While its ill-conceived out-of-town branches (Woolco and Big W!) morphed into Asdas and Tescos, many of the high-street Woolworth stores have failed to be filled. Unsurprisingly, premises that could have comfortably housed a range of Boeings left behind gaping hollows. Some are now occupied by unconvincingly expansive branches of Boots, Primark and Next, but many are empty memorials to a bygone era. For no other store can carry off such a bewildering, bizarre bazaar as Woolworths in its heyday: Poundland keeps the bar too low, Aldi tediously overplays the food, and WHSmith has lost the plot. Wilko (once Wilkinson’s) is perhaps the most convincing pretender to the throne.
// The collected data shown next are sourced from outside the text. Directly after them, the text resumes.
//! Domain-driven configuration management for Stagecoach
//!
//! This crate provides modular configuration split by functional domains,
//! with validation, defaults, and environment variable support.

pub mod error;
pub mod loader;
pub mod validation;

// Domain-specific configuration modules
pub mod domains;

// Re-export main types
pub use error::{ConfigError, ConfigResult};
pub use loader::ConfigLoader;

// Re-export domain configurations
pub use domains::{
    benchmark::{BenchmarkConfig, ClusterConfig, ConfigurationConfig, GroupConfig, RepeatConfig, ScenarioEntry, StageConfig},
    coordinator::CoordinatorConfig,
    logging::{LogLevel, LoggingConfig},
    worker::WorkerConfig,
    StagecoachConfig,
};

// Re-export utilities
pub use domains::utils::{serde_duration, serde_duration_millis};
Little surprise, then, that the last bag of Woolies pick-n-mix, frantically scooped as the doors closed to the Petts Wood store, reached almost £15,000 on Ebay in 2009. For those were simpler times than our own enlightened age: we now know that candy sticks are gateway drugs to smoking, flying saucers pave the way to illegal highs and Lovehearts legitimise sexual harassment.
So, my thoughts are with you, fellow Woolwennials, equally forged by a store experience that was never all that good, but never like anything else.